──────── Extracted material ────────
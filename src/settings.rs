use anyhow::{bail, Context, Result};
use serde::{Deserialize, Serialize};
use std::{
    env, fs,
    path::{Path, PathBuf},
    sync::RwLock,
    time::Duration,
};

use crate::timeline::DEFAULT_TICK_INTERVAL;

pub const SETTINGS_PATH_ENV: &str = "SHOWCASE_SETTINGS";
pub const DEFAULT_SETTINGS_FILE: &str = "showcase-settings.json";

#[derive(Debug, Clone, PartialEq, Eq, Serialize, Deserialize)]
#[serde(default)]
pub struct CarouselSettings {
    pub segment_duration_ms: u64,
    pub tick_interval_ms: u64,
    /// Close the carousel once the last item has been shown.
    pub dismiss_on_finish: bool,
    #[serde(skip)]
    pub debug: bool,
}

impl Default for CarouselSettings {
    fn default() -> Self {
        Self {
            segment_duration_ms: 5_000,
            tick_interval_ms: DEFAULT_TICK_INTERVAL.as_millis() as u64,
            dismiss_on_finish: true,
            debug: false,
        }
    }
}

impl CarouselSettings {
    pub fn segment_duration(&self) -> Duration {
        Duration::from_millis(self.segment_duration_ms)
    }

    pub fn tick_interval(&self) -> Duration {
        Duration::from_millis(self.tick_interval_ms)
    }

    pub fn validate(&self) -> Result<()> {
        if self.segment_duration_ms == 0 {
            bail!("segment_duration_ms must be greater than zero");
        }
        if self.tick_interval_ms == 0 {
            bail!("tick_interval_ms must be greater than zero");
        }
        if self.tick_interval_ms > self.segment_duration_ms {
            bail!(
                "tick_interval_ms ({}) must not exceed segment_duration_ms ({})",
                self.tick_interval_ms,
                self.segment_duration_ms
            );
        }
        Ok(())
    }

    /// Applies `SHOWCASE_SEGMENT_MS`, `SHOWCASE_TICK_MS` and `SHOWCASE_DEBUG`.
    pub fn apply_env_overrides(&mut self) -> Result<()> {
        self.apply_overrides(|key| env::var(key).ok())
    }

    fn apply_overrides(&mut self, lookup: impl Fn(&str) -> Option<String>) -> Result<()> {
        if let Some(raw) = lookup("SHOWCASE_SEGMENT_MS") {
            self.segment_duration_ms = raw
                .trim()
                .parse()
                .with_context(|| format!("SHOWCASE_SEGMENT_MS is not a number: {raw:?}"))?;
        }
        if let Some(raw) = lookup("SHOWCASE_TICK_MS") {
            self.tick_interval_ms = raw
                .trim()
                .parse()
                .with_context(|| format!("SHOWCASE_TICK_MS is not a number: {raw:?}"))?;
        }
        if let Some(raw) = lookup("SHOWCASE_DEBUG") {
            self.debug = raw == "1" || raw.eq_ignore_ascii_case("true");
        }
        Ok(())
    }
}

pub fn settings_path() -> PathBuf {
    env::var(SETTINGS_PATH_ENV)
        .map(PathBuf::from)
        .unwrap_or_else(|_| PathBuf::from(DEFAULT_SETTINGS_FILE))
}

pub struct SettingsStore {
    path: PathBuf,
    data: RwLock<CarouselSettings>,
}

impl SettingsStore {
    /// Missing file means defaults; a file that exists but doesn't parse or
    /// validate is an error.
    pub fn new(path: PathBuf) -> Result<Self> {
        let data = if path.exists() {
            read_settings(&path)?
        } else {
            CarouselSettings::default()
        };

        Ok(Self {
            path,
            data: RwLock::new(data),
        })
    }

    pub fn path(&self) -> &Path {
        &self.path
    }

    pub fn carousel(&self) -> CarouselSettings {
        self.data
            .read()
            .unwrap_or_else(|poisoned| poisoned.into_inner())
            .clone()
    }

    pub fn update_carousel(&self, settings: CarouselSettings) -> Result<()> {
        settings.validate()?;
        let mut guard = self
            .data
            .write()
            .unwrap_or_else(|poisoned| poisoned.into_inner());
        *guard = settings;
        self.persist(&guard)
    }

    pub fn reload(&self) -> Result<()> {
        let data = read_settings(&self.path)?;
        let mut guard = self
            .data
            .write()
            .unwrap_or_else(|poisoned| poisoned.into_inner());
        *guard = data;
        Ok(())
    }

    fn persist(&self, data: &CarouselSettings) -> Result<()> {
        let serialized = serde_json::to_string_pretty(data)?;
        fs::write(&self.path, serialized)
            .with_context(|| format!("Failed to write settings to {}", self.path.display()))
    }
}

fn read_settings(path: &Path) -> Result<CarouselSettings> {
    let contents = fs::read_to_string(path)
        .with_context(|| format!("Failed to read settings from {}", path.display()))?;
    let settings: CarouselSettings = serde_json::from_str(&contents)
        .with_context(|| format!("Failed to parse settings in {}", path.display()))?;
    settings
        .validate()
        .with_context(|| format!("Invalid settings in {}", path.display()))?;
    Ok(settings)
}

#[cfg(test)]
mod tests {
    use super::*;
    use std::collections::HashMap;

    #[test]
    fn missing_file_yields_defaults() {
        let dir = tempfile::tempdir().unwrap();
        let store = SettingsStore::new(dir.path().join("settings.json")).unwrap();
        let settings = store.carousel();
        assert_eq!(settings, CarouselSettings::default());
        assert_eq!(settings.segment_duration(), Duration::from_secs(5));
        assert_eq!(settings.tick_interval(), Duration::from_millis(10));
    }

    #[test]
    fn update_persists_and_reloads() {
        let dir = tempfile::tempdir().unwrap();
        let path = dir.path().join("settings.json");
        let store = SettingsStore::new(path.clone()).unwrap();

        let updated = CarouselSettings {
            segment_duration_ms: 3_000,
            dismiss_on_finish: false,
            ..CarouselSettings::default()
        };
        store.update_carousel(updated.clone()).unwrap();

        let reopened = SettingsStore::new(path).unwrap();
        assert_eq!(reopened.carousel(), updated);

        fs::write(
            reopened.path(),
            r#"{ "segment_duration_ms": 1200, "tick_interval_ms": 20 }"#,
        )
        .unwrap();
        reopened.reload().unwrap();
        let reloaded = reopened.carousel();
        assert_eq!(reloaded.segment_duration_ms, 1_200);
        assert_eq!(reloaded.tick_interval_ms, 20);
        assert!(reloaded.dismiss_on_finish);
    }

    #[test]
    fn zero_duration_is_rejected() {
        let dir = tempfile::tempdir().unwrap();
        let path = dir.path().join("settings.json");
        fs::write(&path, r#"{ "segment_duration_ms": 0 }"#).unwrap();
        assert!(SettingsStore::new(path.clone()).is_err());

        fs::write(&path, "not json").unwrap();
        assert!(SettingsStore::new(path).is_err());

        let store = SettingsStore::new(dir.path().join("other.json")).unwrap();
        let bad = CarouselSettings {
            tick_interval_ms: 0,
            ..CarouselSettings::default()
        };
        assert!(store.update_carousel(bad).is_err());
        assert_eq!(store.carousel(), CarouselSettings::default());
    }

    #[test]
    fn overrides_replace_file_values() {
        let vars: HashMap<&str, &str> = [
            ("SHOWCASE_SEGMENT_MS", "2500"),
            ("SHOWCASE_TICK_MS", " 16 "),
            ("SHOWCASE_DEBUG", "TRUE"),
        ]
        .into_iter()
        .collect();

        let mut settings = CarouselSettings::default();
        settings
            .apply_overrides(|key| vars.get(key).map(|v| v.to_string()))
            .unwrap();
        assert_eq!(settings.segment_duration_ms, 2_500);
        assert_eq!(settings.tick_interval_ms, 16);
        assert!(settings.debug);

        let mut settings = CarouselSettings::default();
        let err = settings
            .apply_overrides(|key| (key == "SHOWCASE_SEGMENT_MS").then(|| "soon".to_string()))
            .unwrap_err();
        assert!(err.to_string().contains("SHOWCASE_SEGMENT_MS"));
    }
}
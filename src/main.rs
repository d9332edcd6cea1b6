#[tokio::main]
async fn main() -> anyhow::Result<()> {
    showcase::run().await
}
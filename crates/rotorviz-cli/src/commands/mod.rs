pub mod health;
pub mod init;
pub mod modes;
pub mod response;
pub mod view;
pub mod watch;

use std::path::Path;

use rotorviz_core::views::ViewMode;
use rotorviz_core::{GridFrequency, MachineClass, SimulationData};

/// Load the dataset behind `--data`, falling back to the built-in turbine
/// train when no path is given. A path that fails to load or validate is a
/// hard error; a silent fallback would hide a typo'd filename.
pub fn load_data(path: Option<&str>) -> SimulationData {
    match path {
        Some(p) => match rotorviz_core::store::load(Path::new(p)) {
            Ok(data) => data,
            Err(e) => {
                eprintln!("Failed to load {p}: {e}");
                std::process::exit(1);
            }
        },
        None => {
            log::info!("no --data given, using the built-in dataset");
            rotorviz_core::default_simulation()
        }
    }
}

/// Parse a machine class string into the enum.
pub fn parse_machine(s: &str) -> MachineClass {
    match s {
        "hydrogen" => MachineClass::Hydrogen,
        "nuclear" => MachineClass::Nuclear,
        _ => {
            eprintln!("Unknown machine class '{s}', using hydrogen");
            MachineClass::Hydrogen
        }
    }
}

/// Parse a grid frequency string into the enum.
pub fn parse_grid(s: &str) -> GridFrequency {
    match s {
        "50" => GridFrequency::Hz50,
        "60" => GridFrequency::Hz60,
        _ => {
            eprintln!("Unknown grid frequency '{s}', using 60 Hz");
            GridFrequency::Hz60
        }
    }
}

/// Parse a view name (including the short aliases) into the enum.
pub fn parse_view(s: &str) -> ViewMode {
    match ViewMode::from_name(s) {
        Some(view) => view,
        None => {
            eprintln!("Unknown view '{s}', using isometric");
            ViewMode::Isometric
        }
    }
}

/// Operating speed for the `--machine` / `--grid` pair, in RPM.
pub fn resolve_operating_rpm(machine: &str, grid: &str) -> f64 {
    rotorviz_core::operating_rpm(parse_machine(machine), parse_grid(grid))
}

#[cfg(test)]
mod tests {
    use super::*;

    // -----------------------------------------------------------------------
    // parse_machine / parse_grid tests
    // -----------------------------------------------------------------------

    #[test]
    fn test_parse_machine_known_values() {
        assert_eq!(parse_machine("hydrogen"), MachineClass::Hydrogen);
        assert_eq!(parse_machine("nuclear"), MachineClass::Nuclear);
    }

    #[test]
    fn test_parse_machine_unknown_defaults_hydrogen() {
        assert_eq!(parse_machine("fusion"), MachineClass::Hydrogen);
        assert_eq!(parse_machine(""), MachineClass::Hydrogen);
    }

    #[test]
    fn test_parse_grid_known_values() {
        assert_eq!(parse_grid("50"), GridFrequency::Hz50);
        assert_eq!(parse_grid("60"), GridFrequency::Hz60);
    }

    #[test]
    fn test_parse_grid_unknown_defaults_60() {
        assert_eq!(parse_grid("400"), GridFrequency::Hz60);
    }

    // -----------------------------------------------------------------------
    // parse_view tests
    // -----------------------------------------------------------------------

    #[test]
    fn test_parse_view_accepts_aliases() {
        assert_eq!(parse_view("iso"), ViewMode::Isometric);
        assert_eq!(parse_view("long"), ViewMode::Longitudinal);
        assert_eq!(parse_view("radial"), ViewMode::Radial);
        assert_eq!(parse_view("all"), ViewMode::All);
    }

    #[test]
    fn test_parse_view_unknown_defaults_isometric() {
        assert_eq!(parse_view("sideways"), ViewMode::Isometric);
    }

    // -----------------------------------------------------------------------
    // Speed resolution and fallback dataset
    // -----------------------------------------------------------------------

    #[test]
    fn test_resolve_operating_rpm_all_combinations() {
        assert_eq!(resolve_operating_rpm("hydrogen", "60"), 3600.0);
        assert_eq!(resolve_operating_rpm("hydrogen", "50"), 3000.0);
        assert_eq!(resolve_operating_rpm("nuclear", "60"), 1800.0);
        assert_eq!(resolve_operating_rpm("nuclear", "50"), 1500.0);
    }

    #[test]
    fn test_load_data_without_path_uses_builtin() {
        let data = load_data(None);
        assert_eq!(data.segment_count(), rotorviz_core::SEGMENT_COUNT);
        assert!(data.validate().is_ok());
    }
}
────────
Take the lines above from the one containing "pub const DEFAULT_SETTINGS_FILE: &str" to the one containing "#[serde(skip)]" and retype them exactly, both ends included, with nothing added.

| Finished exercise |
pub const DEFAULT_SETTINGS_FILE: &str = "showcase-settings.json";

#[derive(Debug, Clone, PartialEq, Eq, Serialize, Deserialize)]
#[serde(default)]
pub struct CarouselSettings {
    pub segment_duration_ms: u64,
    pub tick_interval_ms: u64,
    /// Close the carousel once the last item has been shown.
    pub dismiss_on_finish: bool,
    #[serde(skip)]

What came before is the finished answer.